[Records from a collection]
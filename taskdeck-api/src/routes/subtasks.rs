/// Subtask endpoints
///
/// Subtasks are addressed two ways: nested under their parent for listing
/// and creation, and by their own id for edits and deletion.
///
/// # Endpoints
///
/// - `GET    /api/tasks/:id/subtasks` - List (parent visible to caller)
/// - `POST   /api/tasks/:id/subtasks` - Create (parent owned by caller)
/// - `PUT    /api/subtasks/:id` - Partial update (parent owned by caller)
/// - `DELETE /api/subtasks/:id` - Delete (parent owned by caller)

use crate::{
    app::AppState,
    envelope::Envelope,
    error::{ApiError, ApiResult},
};
use axum::{
    extract::{Path, State},
    http::StatusCode,
    Extension, Json,
};
use serde::Deserialize;
use taskdeck_shared::{
    auth::{authorization, middleware::AuthContext},
    models::subtask::{Subtask, UpdateSubtask},
    models::task::Task,
};
use uuid::Uuid;
use validator::Validate;

/// Create request
#[derive(Debug, Deserialize, Validate)]
pub struct CreateSubtaskRequest {
    /// Subtask text
    #[validate(length(min = 1, max = 512, message = "Text must be 1-512 characters"))]
    pub text: String,
}

/// Partial update request; omitted fields stay unchanged
#[derive(Debug, Default, Deserialize, Validate)]
pub struct UpdateSubtaskRequest {
    #[validate(length(min = 1, max = 512, message = "Text must be 1-512 characters"))]
    pub text: Option<String>,

    pub completed: Option<bool>,

    /// Explicit position update (subtasks have no bulk reorder)
    pub position: Option<i32>,
}

/// Fetches the parent task, requiring visibility (owner or assignee)
async fn visible_parent(state: &AppState, auth: &AuthContext, task_id: Uuid) -> ApiResult<Task> {
    let task = Task::find_by_id(&state.db, task_id)
        .await?
        .ok_or_else(|| ApiError::NotFound("Task not found".to_string()))?;

    if task.user_id != auth.user_id && task.assigned_to != Some(auth.user_id) {
        return Err(ApiError::Forbidden(
            "Not authorized to access this task".to_string(),
        ));
    }

    Ok(task)
}

/// Fetches the parent task, requiring ownership
async fn owned_parent(state: &AppState, auth: &AuthContext, task_id: Uuid) -> ApiResult<Task> {
    let task = Task::find_by_id(&state.db, task_id)
        .await?
        .ok_or_else(|| ApiError::NotFound("Task not found".to_string()))?;

    authorization::require_owner(auth, task.user_id)?;

    Ok(task)
}

/// List a task's subtasks in display order
pub async fn list_subtasks(
    State(state): State<AppState>,
    Extension(auth): Extension<AuthContext>,
    Path(task_id): Path<Uuid>,
) -> ApiResult<Json<Envelope<Vec<Subtask>>>> {
    visible_parent(&state, &auth, task_id).await?;

    let subtasks = Subtask::list_by_task(&state.db, task_id).await?;

    Ok(Json(Envelope::new(subtasks)))
}

/// Create a subtask at the end of the parent's list
pub async fn create_subtask(
    State(state): State<AppState>,
    Extension(auth): Extension<AuthContext>,
    Path(task_id): Path<Uuid>,
    Json(req): Json<CreateSubtaskRequest>,
) -> ApiResult<(StatusCode, Json<Envelope<Subtask>>)> {
    req.validate()?;

    let text = req.text.trim().to_string();
    if text.is_empty() {
        return Err(ApiError::validation("text", "Text must not be blank"));
    }

    owned_parent(&state, &auth, task_id).await?;

    let subtask = Subtask::create(&state.db, task_id, text).await?;

    Ok((StatusCode::CREATED, Json(Envelope::new(subtask))))
}

/// Partial update of a subtask
pub async fn update_subtask(
    State(state): State<AppState>,
    Extension(auth): Extension<AuthContext>,
    Path(id): Path<Uuid>,
    Json(req): Json<UpdateSubtaskRequest>,
) -> ApiResult<Json<Envelope<Subtask>>> {
    req.validate()?;

    let text = req.text.map(|t| t.trim().to_string());
    if text.as_deref() == Some("") {
        return Err(ApiError::validation("text", "Text must not be blank"));
    }

    let update = UpdateSubtask {
        text,
        completed: req.completed,
        position: req.position,
    };

    if update.is_empty() {
        return Err(ApiError::BadRequest("No fields to update".to_string()));
    }

    let subtask = Subtask::find_by_id(&state.db, id)
        .await?
        .ok_or_else(|| ApiError::NotFound("Subtask not found".to_string()))?;

    owned_parent(&state, &auth, subtask.task_id).await?;

    let subtask = Subtask::update(&state.db, id, update)
        .await?
        .ok_or_else(|| ApiError::NotFound("Subtask not found".to_string()))?;

    Ok(Json(Envelope::new(subtask)))
}

/// Delete a subtask
pub async fn delete_subtask(
    State(state): State<AppState>,
    Extension(auth): Extension<AuthContext>,
    Path(id): Path<Uuid>,
) -> ApiResult<Json<Envelope<()>>> {
    let subtask = Subtask::find_by_id(&state.db, id)
        .await?
        .ok_or_else(|| ApiError::NotFound("Subtask not found".to_string()))?;

    owned_parent(&state, &auth, subtask.task_id).await?;

    Subtask::delete(&state.db, id).await?;

    Ok(Json(Envelope::new(())))
}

-- Work instructions --
Here the goal is to repeat each entry exactly.

-- Result for this task --
filename taskdeck-api/src/routes/subtasks.rs
/// Subtask endpoints
///
/// Subtasks are addressed two ways: nested under their parent for listing
/// and creation, and by their own id for edits and deletion.
///
/// # Endpoints
///
/// - `GET    /api/tasks/:id/subtasks` - List (parent visible to caller)
/// - `POST   /api/tasks/:id/subtasks` - Create (parent owned by caller)
/// - `PUT    /api/subtasks/:id` - Partial update (parent owned by caller)
/// - `DELETE /api/subtasks/:id` - Delete (parent owned by caller)

use crate::{
    app::AppState,
    envelope::Envelope,
    error::{ApiError, ApiResult},
};
use axum::{
    extract::{Path, State},
    http::StatusCode,
    Extension, Json,
};
use serde::Deserialize;
use taskdeck_shared::{
    auth::{authorization, middleware::AuthContext},
    models::subtask::{Subtask, UpdateSubtask},
    models::task::Task,
};
use uuid::Uuid;
use validator::Validate;

/// Create request
#[derive(Debug, Deserialize, Validate)]
pub struct CreateSubtaskRequest {
    /// Subtask text
    #[validate(length(min = 1, max = 512, message = "Text must be 1-512 characters"))]
    pub text: String,
}

/// Partial update request; omitted fields stay unchanged
#[derive(Debug, Default, Deserialize, Validate)]
pub struct UpdateSubtaskRequest {
    #[validate(length(min = 1, max = 512, message = "Text must be 1-512 characters"))]
    pub text: Option<String>,

    pub completed: Option<bool>,

    /// Explicit position update (subtasks have no bulk reorder)
    pub position: Option<i32>,
}

/// Fetches the parent task, requiring visibility (owner or assignee)
async fn visible_parent(state: &AppState, auth: &AuthContext, task_id: Uuid) -> ApiResult<Task> {
    let task = Task::find_by_id(&state.db, task_id)
        .await?
        .ok_or_else(|| ApiError::NotFound("Task not found".to_string()))?;

    if task.user_id != auth.user_id && task.assigned_to != Some(auth.user_id) {
        return Err(ApiError::Forbidden(
            "Not authorized to access this task".to_string(),
        ));
    }

    Ok(task)
}

/// Fetches the parent task, requiring ownership
async fn owned_parent(state: &AppState, auth: &AuthContext, task_id: Uuid) -> ApiResult<Task> {
    let task = Task::find_by_id(&state.db, task_id)
        .await?
        .ok_or_else(|| ApiError::NotFound("Task not found".to_string()))?;

    authorization::require_owner(auth, task.user_id)?;

    Ok(task)
}

/// List a task's subtasks in display order
pub async fn list_subtasks(
    State(state): State<AppState>,
    Extension(auth): Extension<AuthContext>,
    Path(task_id): Path<Uuid>,
) -> ApiResult<Json<Envelope<Vec<Subtask>>>> {
    visible_parent(&state, &auth, task_id).await?;

    let subtasks = Subtask::list_by_task(&state.db, task_id).await?;

    Ok(Json(Envelope::new(subtasks)))
}

/// Create a subtask at the end of the parent's list
pub async fn create_subtask(
    State(state): State<AppState>,
    Extension(auth): Extension<AuthContext>,
    Path(task_id): Path<Uuid>,
    Json(req): Json<CreateSubtaskRequest>,
) -> ApiResult<(StatusCode, Json<Envelope<Subtask>>)> {
    req.validate()?;

    let text = req.text.trim().to_string();
    if text.is_empty() {
        return Err(ApiError::validation("text", "Text must not be blank"));
    }

    owned_parent(&state, &auth, task_id).await?;

    let subtask = Subtask::create(&state.db, task_id, text).await?;

    Ok((StatusCode::CREATED, Json(Envelope::new(subtask))))
}

/// Partial update of a subtask
pub async fn update_subtask(
    State(state): State<AppState>,
    Extension(auth): Extension<AuthContext>,
    Path(id): Path<Uuid>,
    Json(req): Json<UpdateSubtaskRequest>,
) -> ApiResult<Json<Envelope<Subtask>>> {
    req.validate()?;

    let text = req.text.map(|t| t.trim().to_string());
    if text.as_deref() == Some("") {
        return Err(ApiError::validation("text", "Text must not be blank"));
    }

    let update = UpdateSubtask {
        text,
        completed: req.completed,
        position: req.position,
    };

    if update.is_empty() {
        return Err(ApiError::BadRequest("No fields to update".to_string()));
    }

    let subtask = Subtask::find_by_id(&state.db, id)
        .await?
        .ok_or_else(|| ApiError::NotFound("Subtask not found".to_string()))?;

    owned_parent(&state, &auth, subtask.task_id).await?;

    let subtask = Subtask::update(&state.db, id, update)
        .await?
        .ok_or_else(|| ApiError::NotFound("Subtask not found".to_string()))?;

    Ok(Json(Envelope::new(subtask)))
}

/// Delete a subtask
pub async fn delete_subtask(
    State(state): State<AppState>,
    Extension(auth): Extension<AuthContext>,
    Path(id): Path<Uuid>,
) -> ApiResult<Json<Envelope<()>>> {
    let subtask = Subtask::find_by_id(&state.db, id)
        .await?
        .ok_or_else(|| ApiError::NotFound("Subtask not found".to_string()))?;

    owned_parent(&state, &auth, subtask.task_id).await?;

    Subtask::delete(&state.db, id).await?;

    Ok(Json(Envelope::new(())))
}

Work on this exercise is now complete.